## [What is required]
Using the data beneath this instruction, retype only the lines from the one that contains "let mut positions: HashMap<&str, usize>" down to the one that contains "positions.insert(item, counts.len());", both included, exactly as they appear.

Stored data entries
BEGIN

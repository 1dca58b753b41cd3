use std::collections::HashMap;

/// Collapses repeated occurrences into counted display lines.
///
/// One line per distinct item, in first-occurrence order: `"<count> <item>s"`
/// when the item repeats, the bare item otherwise. Pluralization only appends
/// `s`.
///
/// # Examples
///
/// ```
/// use tally_core::order::compact;
///
/// let lines = compact(&["Hamburger", "Hamburger", "Pizza"]);
/// assert_eq!(lines, vec!["2 Hamburgers", "Pizza"]);
/// ```
pub fn compact<S: AsRef<str>>(occurrences: &[S]) -> Vec<String> {
    let mut counts: Vec<(&str, usize)> = Vec::new();
    let mut positions: HashMap<&str, usize> = HashMap::new();

    for item in occurrences {
        let item = item.as_ref();
        match positions.get(item) {
            Some(&i) => counts[i].1 += 1,
            None => {
                positions.insert(item, counts.len());
                counts.push((item, 1));
            }
        }
    }

    counts
        .into_iter()
        .map(|(item, count)| {
            if count > 1 {
                format!("{} {}s", count, item)
            } else {
                item.to_string()
            }
        })
        .collect()
}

END

## [Result for this task]
    let mut positions: HashMap<&str, usize> = HashMap::new();

    for item in occurrences {
        let item = item.as_ref();
        match positions.get(item) {
            Some(&i) => counts[i].1 += 1,
            None => {
                positions.insert(item, counts.len());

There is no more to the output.